→ Your objective
Whenever a line below includes the string "source", show it.

→ Stored data
# # # # #
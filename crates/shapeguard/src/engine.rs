use std::fmt;
use std::future::Future;
use std::sync::Arc;

use serde_json::Value;
use shapeguard_descriptor::{CompiledDescriptor, PredicateResolver, Shape, ABSENT};

use crate::declaration::{Declaration, Signature};
use crate::error::{ConfigurationError, GuardError, ParameterTypeError, ReturnTypeError};
use crate::guarded::Guarded;

/// Wrapping engine bound to one predicate resolver.
///
/// Engines are cheap to clone and independent of each other: two engines with
/// different resolvers can wrap functions side by side in the same process.
#[derive(Clone)]
pub struct Guard {
    resolver: Arc<dyn PredicateResolver>,
}

impl Guard {
    pub fn new(resolver: Arc<dyn PredicateResolver>) -> Self {
        Self { resolver }
    }

    /// Engine backed by the shared builtin shape registry.
    pub fn builtin() -> Self {
        Self::new(shapeguard_predicates::builtins())
    }

    pub fn resolver(&self) -> &Arc<dyn PredicateResolver> {
        &self.resolver
    }

    /// Normalize `declaration` and resolve every predicate it names.
    pub fn signature(&self, declaration: &Declaration) -> Result<CompiledSignature, GuardError> {
        let signature = declaration.normalize()?;
        let compiled = CompiledSignature::compile(&signature, self.resolver.as_ref())?;
        tracing::debug!(target: "shapeguard", signature = %signature, "signature compiled");
        Ok(compiled)
    }

    pub fn wrap<F>(&self, target: F, declaration: &Declaration) -> Result<Guarded<F>, GuardError>
    where
        F: Fn(&[Value]) -> Value,
    {
        Ok(Guarded::new(None, target, self.signature(declaration)?))
    }

    /// Like [`Guard::wrap`], with `name` reported in every error.
    pub fn wrap_named<F>(
        &self,
        name: impl Into<String>,
        target: F,
        declaration: &Declaration,
    ) -> Result<Guarded<F>, GuardError>
    where
        F: Fn(&[Value]) -> Value,
    {
        let name = name.into();
        let signature = self.signature(declaration)?;
        tracing::debug!(target: "shapeguard", function = %name, "wrapped");
        Ok(Guarded::new(Some(name), target, signature))
    }

    /// Wrap a future-returning function. The return descriptor is applied to
    /// the resolved value, see [`Guarded::call_async`].
    pub fn wrap_async<F, Fut>(
        &self,
        target: F,
        declaration: &Declaration,
    ) -> Result<Guarded<F>, GuardError>
    where
        F: Fn(Vec<Value>) -> Fut,
        Fut: Future<Output = Value>,
    {
        Ok(Guarded::new(None, target, self.signature(declaration)?))
    }
}

impl Default for Guard {
    fn default() -> Self {
        Self::builtin()
    }
}

impl fmt::Debug for Guard {
    fn fmt(&self, f: &mut fmt::Formatter<'_>) -> fmt::Result {
        f.debug_struct("Guard")
            .field("predicates", &self.resolver.names().len())
            .finish()
    }
}

/// Signature with every predicate resolved, ready to check calls.
#[derive(Clone, Debug)]
pub struct CompiledSignature {
    params: Arc<[CompiledDescriptor]>,
    returns: Option<CompiledDescriptor>,
}

impl CompiledSignature {
    pub fn compile<R>(signature: &Signature, resolver: &R) -> Result<Self, ConfigurationError>
    where
        R: PredicateResolver + ?Sized,
    {
        let params = signature
            .params
            .iter()
            .enumerate()
            .map(|(index, param)| {
                param
                    .compile(resolver)
                    .map_err(|source| ConfigurationError::Parameter { index, source })
            })
            .collect::<Result<Vec<_>, _>>()?;
        let returns = signature
            .returns
            .as_ref()
            .map(|returns| returns.compile(resolver))
            .transpose()
            .map_err(|source| ConfigurationError::Return { source })?;
        Ok(Self {
            params: params.into(),
            returns,
        })
    }

    /// Number of declared positions.
    pub fn arity(&self) -> usize {
        self.params.len()
    }

    pub fn params(&self) -> &[CompiledDescriptor] {
        &self.params
    }

    pub fn returns(&self) -> Option<&CompiledDescriptor> {
        self.returns.as_ref()
    }

    pub fn signature(&self) -> Signature {
        Signature::new(
            self.params.iter().map(|p| p.descriptor().clone()).collect(),
            self.returns.as_ref().map(|r| r.descriptor().clone()),
        )
    }

    /// Check declared positions in order and stop at the first mismatch.
    /// Missing arguments read as absent; extra arguments are ignored.
    pub fn check_args(
        &self,
        function: Option<&str>,
        args: &[Value],
    ) -> Result<(), ParameterTypeError> {
        for (index, expected) in self.params.iter().enumerate() {
            let value = args.get(index).unwrap_or(&ABSENT);
            if expected.matches(value) {
                continue;
            }
            let actual = Shape::of(value);
            tracing::trace!(
                target: "shapeguard",
                function = function.unwrap_or("<anonymous>"),
                index,
                expected = %expected,
                %actual,
                "parameter rejected"
            );
            return Err(ParameterTypeError {
                function: function.map(str::to_string),
                index,
                expected: expected.descriptor().clone(),
                tried: expected
                    .descriptor()
                    .predicate_names()
                    .into_iter()
                    .map(str::to_string)
                    .collect(),
                actual,
            });
        }
        Ok(())
    }

    pub fn check_return(&self, function: Option<&str>, value: &Value) -> Result<(), ReturnTypeError> {
        let Some(expected) = &self.returns else {
            return Ok(());
        };
        if expected.matches(value) {
            return Ok(());
        }
        let actual = Shape::of(value);
        tracing::trace!(
            target: "shapeguard",
            function = function.unwrap_or("<anonymous>"),
            expected = %expected,
            %actual,
            "return value rejected"
        );
        Err(ReturnTypeError {
            function: function.map(str::to_string),
            expected: expected.descriptor().clone(),
            actual,
        })
    }
}

#[cfg(test)]
mod tests {
    use super::*;
    use serde_json::json;
    use shapeguard_descriptor::{DescriptorError, TypeDescriptor};
    use shapeguard_predicates::ShapeRegistry;

    fn num() -> TypeDescriptor {
        TypeDescriptor::primitive("number")
    }

    #[test]
    fn unknown_parameter_predicate_fails_at_wrap_time() {
        let guard = Guard::builtin();
        let decl = Declaration::trailing(vec![num(), TypeDescriptor::primitive("uuid")]);
        let err = guard.wrap(|_| Value::Null, &decl).unwrap_err();
        assert_eq!(
            err,
            GuardError::Configuration(ConfigurationError::Parameter {
                index: 1,
                source: DescriptorError::UnknownPredicate {
                    name: "uuid".into()
                },
            })
        );
    }

    #[test]
    fn unknown_return_predicate_fails_at_wrap_time() {
        let guard = Guard::builtin();
        let decl = Declaration::list(vec![num()], Some(TypeDescriptor::primitive("decimal")));
        assert!(matches!(
            guard.signature(&decl),
            Err(GuardError::Configuration(ConfigurationError::Return { .. }))
        ));
    }

    #[test]
    fn ambiguous_declaration_is_a_configuration_error() {
        let guard = Guard::builtin();
        let decl = Declaration::from_items(vec![
            crate::DeclItem::One(num()),
            crate::DeclItem::List(vec![num()]),
        ]);
        assert!(matches!(
            guard.signature(&decl),
            Err(GuardError::Configuration(
                ConfigurationError::AmbiguousDeclaration(_)
            ))
        ));
    }

    #[test]
    fn engines_with_different_resolvers_coexist() {
        let mut strict = ShapeRegistry::empty();
        strict.register("number", |v| v.as_i64().is_some());
        let strict = Guard::new(Arc::new(strict));
        let loose = Guard::builtin();
        let decl = Declaration::trailing(vec![num()]);
        let a = strict.signature(&decl).unwrap();
        let b = loose.signature(&decl).unwrap();
        assert!(a.check_args(None, &[json!(1.5)]).is_err());
        assert!(b.check_args(None, &[json!(1.5)]).is_ok());
    }

    #[test]
    fn missing_positions_read_as_absent_and_extras_pass() {
        let sig = Guard::builtin()
            .signature(&Declaration::trailing(vec![num(), num().optional()]))
            .unwrap();
        assert!(sig.check_args(None, &[json!(1)]).is_ok());
        assert!(sig.check_args(None, &[json!(1), json!(2), json!("extra")]).is_ok());
        let err = sig.check_args(Some("f"), &[]).unwrap_err();
        assert_eq!(err.index, 0);
        assert_eq!(err.actual, Shape::Absent);
        assert_eq!(err.tried, vec!["number".to_string()]);
    }

    #[test]
    fn compiled_signature_round_trips() {
        let decl = Declaration::list(vec![num()], Some(num().optional()));
        let sig = Guard::builtin().signature(&decl).unwrap();
        assert_eq!(sig.arity(), 1);
        assert_eq!(sig.signature(), decl.normalize().unwrap());
        assert!(sig.check_return(None, &Value::Null).is_ok());
    }
}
# # # # #
→ Solution to this problem
                    .map_err(|source| ConfigurationError::Parameter { index, source })
            .map_err(|source| ConfigurationError::Return { source })?;
                source: DescriptorError::UnknownPredicate {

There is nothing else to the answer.